The final model submitted consisted of training the same model (described below) twice with two random seeds and combining their predictions.
This resulted in a final:
- Public Score:
0.8831
- Private Score:
0.7601
- Final Position: 13/664
The model trained with src/models/best_model.yml
received 0.8801
on the public scoreboard (0.7569
on the private scoreboard).
There are certain requirements in order to develop and run stac-overflow
.
- Python >=3.8.10
In order to run this project, the developer must first follow the next set of steps in order:
The first thing to do is to clone the repository from Gitlab.
To clone it via SSH
keys, type the following in the terminal:
# Go into the directory, in which the repository will be stored.
cd /path/to/directory
# Cloning it via SSH keys
git clone git@github.com:PaulJWright/STAC-Overflow.git
or via HTTP
:
# Go into the directory, in which the repository will be stored.
cd /path/to/directory
# Cloning it via HTTP
git clone https://github.com/PaulJWright/STAC-Overflow.git
The repository comes with a set of rules and definitions to make it easy for the user to interact with the repository.
To create a brand new environment, one must do the following:
# Go into `stac-overflow` repository
cd /path/to/stac-overflow
# Execute the `requirements` function
make create_environment
This will check whether or not Anaconda is installed.
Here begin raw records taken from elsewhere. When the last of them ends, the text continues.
use std::collections::HashMap;
use std::io::Read;
use std::net::TcpStream;
use std::sync::Mutex;
use std::time::{Duration, Instant};

use fv_core::error::CoreError;
use ssh2::Session;
use tracing::{debug, info, warn};

use crate::CommandOutput;

/// Per-provider SSH connection parameters (derived from the `Provider` row, but
/// kept separate from `fv-core::model::Provider` so this crate doesn't need to
/// depend on persisted-row shapes that don't concern it — e.g. quota fields).
#[derive(Debug, Clone)]
pub struct ConnectParams {
    pub provider_id: String,
    pub host: String,
    pub port: u16,
    pub username: String,
    pub password: Option<String>,
    pub private_key_pem: Option<String>,
    pub connect_timeout: Duration,
    pub execute_timeout: Duration,
}

struct PooledConnection {
    session: Session,
    _stream: TcpStream,
    created_at: Instant,
    last_access: Instant,
    params: ConnectParams,
}

#[derive(Debug, Clone)]
pub struct SshPoolConfig {
    pub idle_evict_after: Duration,
}

impl Default for SshPoolConfig {
    fn default() -> Self {
        Self {
            idle_evict_after: Duration::from_secs(30 * 60),
        }
    }
}

/// Long-lived pool of SSH connections keyed by `provider_id` (spec §4.1). A
/// connection is health-checked before every use; an unhealthy connection gets
/// exactly one reconnect attempt before the caller sees an error.
pub struct SshPool {
    config: SshPoolConfig,
    connections: Mutex<HashMap<String, PooledConnection>>,
}

impl SshPool {
    pub fn new(config: SshPoolConfig) -> Self {
        Self {
            config,
            connections: Mutex::new(HashMap::new()),
        }
    }

    /// Run a command on the provider's host, reusing (and health-checking) a
    /// pooled connection, connecting fresh if none exists yet.
    pub fn exec(&self, params: &ConnectParams, command: &str) -> Result<CommandOutput, CoreError> {
        self.ensure_healthy(params)?;
        self.exec_on_existing(params, command)
    }

    /// Like `exec`, but returns only stdout on success (convenience for the
    /// many call sites that just want captured text).
    pub fn exec_stdout(&self, params: &ConnectParams, command: &str) -> Result<String, CoreError> {
        Ok(self.exec(params, command)?.into_result()?.stdout)
    }

    /// Run `f` against a freshly-opened SFTP channel on the provider's pooled
    /// connection, health-checking first like `exec`.
    pub fn with_sftp<F, T>(&self, params: &ConnectParams, f: F) -> Result<T, CoreError>
    where
        F: FnOnce(ssh2::Sftp) -> Result<T, CoreError>,
    {
        self.ensure_healthy(params)?;
        let mut guard = self.connections.lock().expect("ssh pool mutex poisoned");
        let entry = guard
            .get_mut(&params.provider_id)
            .ok_or_else(|| CoreError::NotConnected {
                provider_id: params.provider_id.clone(),
            })?;
        entry.last_access = Instant::now();
        let sftp = entry
            .session
            .sftp()
            .map_err(|_| CoreError::redacted("sftp", "failed to open sftp channel"))?;
        f(sftp)
    }

    fn exec_on_existing(&self, params: &ConnectParams, command: &str) -> Result<CommandOutput, CoreError> {
        let mut guard = self.connections.lock().expect("ssh pool mutex poisoned");
        let entry = guard
            .get_mut(&params.provider_id)
            .ok_or_else(|| CoreError::NotConnected {
                provider_id: params.provider_id.clone(),
            })?;
        entry.last_access = Instant::now();
        run_command(&entry.session, command, params.execute_timeout)
    }

    /// Health-check (send a keepalive, expect a reply within 5s); on failure,
    /// attempt exactly one reconnect with the same credentials (spec §4.1).
    fn ensure_healthy(&self, params: &ConnectParams) -> Result<(), CoreError> {
        {
            let mut guard = self.connections.lock().expect("ssh pool mutex poisoned");
            if let Some(entry) = guard.get_mut(&params.provider_id) {
                if health_check(&entry.session) {
                    return Ok(());
                }
                warn!(provider_id = %params.provider_id, "ssh connection unhealthy, reconnecting");
                guard.remove(&params.provider_id);
            }
        }
        self.connect(params)
    }

    /// Establish a fresh connection and insert it into the pool, replacing any
    /// existing entry for this provider.
    pub fn connect(&self, params: &ConnectParams) -> Result<(), CoreError> {
        let addr = format!("{}:{}", params.host, params.port);
        let tcp = TcpStream::connect_timeout(
            &addr.parse().map_err(|_| CoreError::ValidationFailed {
                reason: format!("invalid SSH host:port {addr:?}"),
            })?,
            params.connect_timeout,
        )
        .map_err(|_| CoreError::NotConnected {
            provider_id: params.provider_id.clone(),
        })?;
        tcp.set_read_timeout(Some(params.execute_timeout)).ok();

        let mut session = Session::new().map_err(|_| CoreError::redacted("ssh", "session init failed"))?;
        session.set_tcp_stream(tcp.try_clone().map_err(|_| CoreError::redacted("ssh", "tcp clone failed"))?);
        session
            .handshake()
            .map_err(|_| CoreError::redacted("ssh", "handshake failed"))?;

        authenticate(&mut session, params)?;

        info!(provider_id = %params.provider_id, host = %params.host, "ssh connected");
        let mut guard = self.connections.lock().expect("ssh pool mutex poisoned");
        guard.insert(
            params.provider_id.clone(),
            PooledConnection {
                session,
                _stream: tcp,
                created_at: Instant::now(),
                last_access: Instant::now(),
                params: params.clone(),
            },
        );
        Ok(())
    }

    pub fn disconnect(&self, provider_id: &str) {
        let mut guard = self.connections.lock().expect("ssh pool mutex poisoned");
        guard.remove(provider_id);
    }

    pub fn is_connected(&self, provider_id: &str) -> bool {
        let guard = self.connections.lock().expect("ssh pool mutex poisoned");
        guard.contains_key(provider_id)
    }

    /// Number of pooled connections right now (spec §10.5's
    /// `ssh_active_connections` gauge).
    pub fn active_connections(&self) -> usize {
        self.connections.lock().expect("ssh pool mutex poisoned").len()
    }

    /// Evict connections idle longer than `idle_evict_after` (spec §4.1
    /// background sweeper). Intended to run on a periodic tick from the
    /// daemon's root context.
    pub fn sweep_idle(&self) {
        let mut guard = self.connections.lock().expect("ssh pool mutex poisoned");
        let cutoff = self.config.idle_evict_after;
        let before = guard.len();
        guard.retain(|provider_id, entry| {
            let idle = entry.last_access.elapsed() < cutoff;
            if !idle {
                debug!(provider_id, age_secs = entry.created_at.elapsed().as_secs(), "evicting idle ssh connection");
            }
            idle
        });
        if guard.len() != before {
            info!(evicted = before - guard.len(), "ssh pool sweep complete");
        }
    }

    pub(crate) fn params_for(&self, provider_id: &str) -> Option<ConnectParams> {
        let guard = self.connections.lock().expect("ssh pool mutex poisoned");
        guard.get(provider_id).map(|e| e.params.clone())
    }
}

/// Keepalive health check: any successful low-cost round trip counts.
fn health_check(session: &Session) -> bool {
    session.keepalive_send().is_ok()
}

fn authenticate(session: &mut Session, params: &ConnectParams) -> Result<(), CoreError> {
    if let Some(key_pem) = &params.private_key_pem {
        // ssh2 requires a filesystem path for key material; stage it in a
        // process-private temp file that is removed as soon as auth returns.
        use std::io::Write;
        let mut tmp = tempfile::NamedTempFile::new()
            .map_err(|_| CoreError::redacted("ssh", "failed to stage private key"))?;
        tmp.write_all(key_pem.as_bytes())
            .map_err(|_| CoreError::redacted("ssh", "failed to stage private key"))?;
        session
            .userauth_pubkey_file(&params.username, None, tmp.path(), None)
            .map_err(|_| CoreError::AuthFailed {
                provider_id: params.provider_id.clone(),
            })?;
    } else if let Some(password) = &params.password {
        session
            .userauth_password(&params.username, password)
            .map_err(|_| CoreError::AuthFailed {
                provider_id: params.provider_id.clone(),
            })?;
    } else {
        return Err(CoreError::ValidationFailed {
            reason: "no SSH credentials configured".to_string(),
        });
    }
    if !session.authenticated() {
        return Err(CoreError::AuthFailed {
            provider_id: params.provider_id.clone(),
        });
    }
    Ok(())
}

fn run_command(session: &Session, command: &str, timeout: Duration) -> Result<CommandOutput, CoreError> {
    let mut channel = session
        .channel_session()
        .map_err(|_| CoreError::redacted("ssh", "failed to open channel"))?;
    channel
        .exec(command)
        .map_err(|_| CoreError::redacted("ssh", "failed to exec command"))?;

    let mut stdout = String::new();
    let mut stderr = String::new();
    channel
        .read_to_string(&mut stdout)
        .map_err(|_| CoreError::Timeout {
            operation: "ssh_exec".to_string(),
            elapsed_secs: timeout.as_secs(),
        })?;
    channel.stderr().read_to_string(&mut stderr).ok();
    channel.wait_close().ok();

    let exit_code = channel.exit_status().unwrap_or(-1);
    Ok(CommandOutput {
        exit_code,
        stdout,
        stderr,
    })
}

#[cfg(test)]
mod tests {
    use super::*;

    fn params() -> ConnectParams {
        ConnectParams {
            provider_id: "p1".into(),
            host: "127.0.0.1".into(),
            port: 22,
            username: "root".into(),
            password: Some("x".into()),
            private_key_pem: None,
            connect_timeout: Duration::from_secs(1),
            execute_timeout: Duration::from_secs(1),
        }
    }

    #[test]
    fn exec_without_connection_is_not_connected() {
        let pool = SshPool::new(SshPoolConfig::default());
        let err = pool.exec_on_existing(&params(), "echo hi").unwrap_err();
        assert!(matches!(err, CoreError::NotConnected { .. }));
    }

    #[test]
    fn is_connected_reflects_pool_state() {
        let pool = SshPool::new(SshPoolConfig::default());
        assert!(!pool.is_connected("p1"));
    }

    #[test]
    fn active_connections_is_zero_for_a_fresh_pool() {
        let pool = SshPool::new(SshPoolConfig::default());
        assert_eq!(pool.active_connections(), 0);
    }

    #[test]
    fn sweep_idle_is_a_noop_on_empty_pool() {
        let pool = SshPool::new(SshPoolConfig::default());
        pool.sweep_idle();
        assert!(!pool.is_connected("p1"));
    }
}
If it is, the function will create a brand new Anaconda environment. If not, it will create a new virtual environment.
NOTE: After creating the environment, make sure to activate the environment!
Activate the Anaconda environment via:
conda activate stac-overflow
To make sure that the one is able to properly interact with the repository, one must first install all the packages needed for this project.
To do this, the user must execute the following command:
make requirements
This will install the necessary packages via pip
into the project's
virtual environment (either Anaconda's or virtual environment), as long
as you **have activated the environment prior to executing this command.
This step is meant to make sure that every team member follows the same coding guidelines and rules for the team.
To install these dependencies, the user must execute the next set of commands:
# Install `pre-commit` hooks
make pre-commit-install
This will install certain hooks, as described in the .pre-commit-config.yaml
file.
For more information about this, we refer the user to
pre-commit's website or this
guide
about how to use pre-commit
in a data science workflow.
├── LICENSE
├── Makefile <- Makefile with commands like `make data` or `make train`
├── README.md <- The top-level README for developers using this project.
├── data
│ ├── external <- Data from third party sources.
│ ├── interim <- Intermediate data that has been transformed.
│ ├── processed <- The final, canonical data sets for modeling.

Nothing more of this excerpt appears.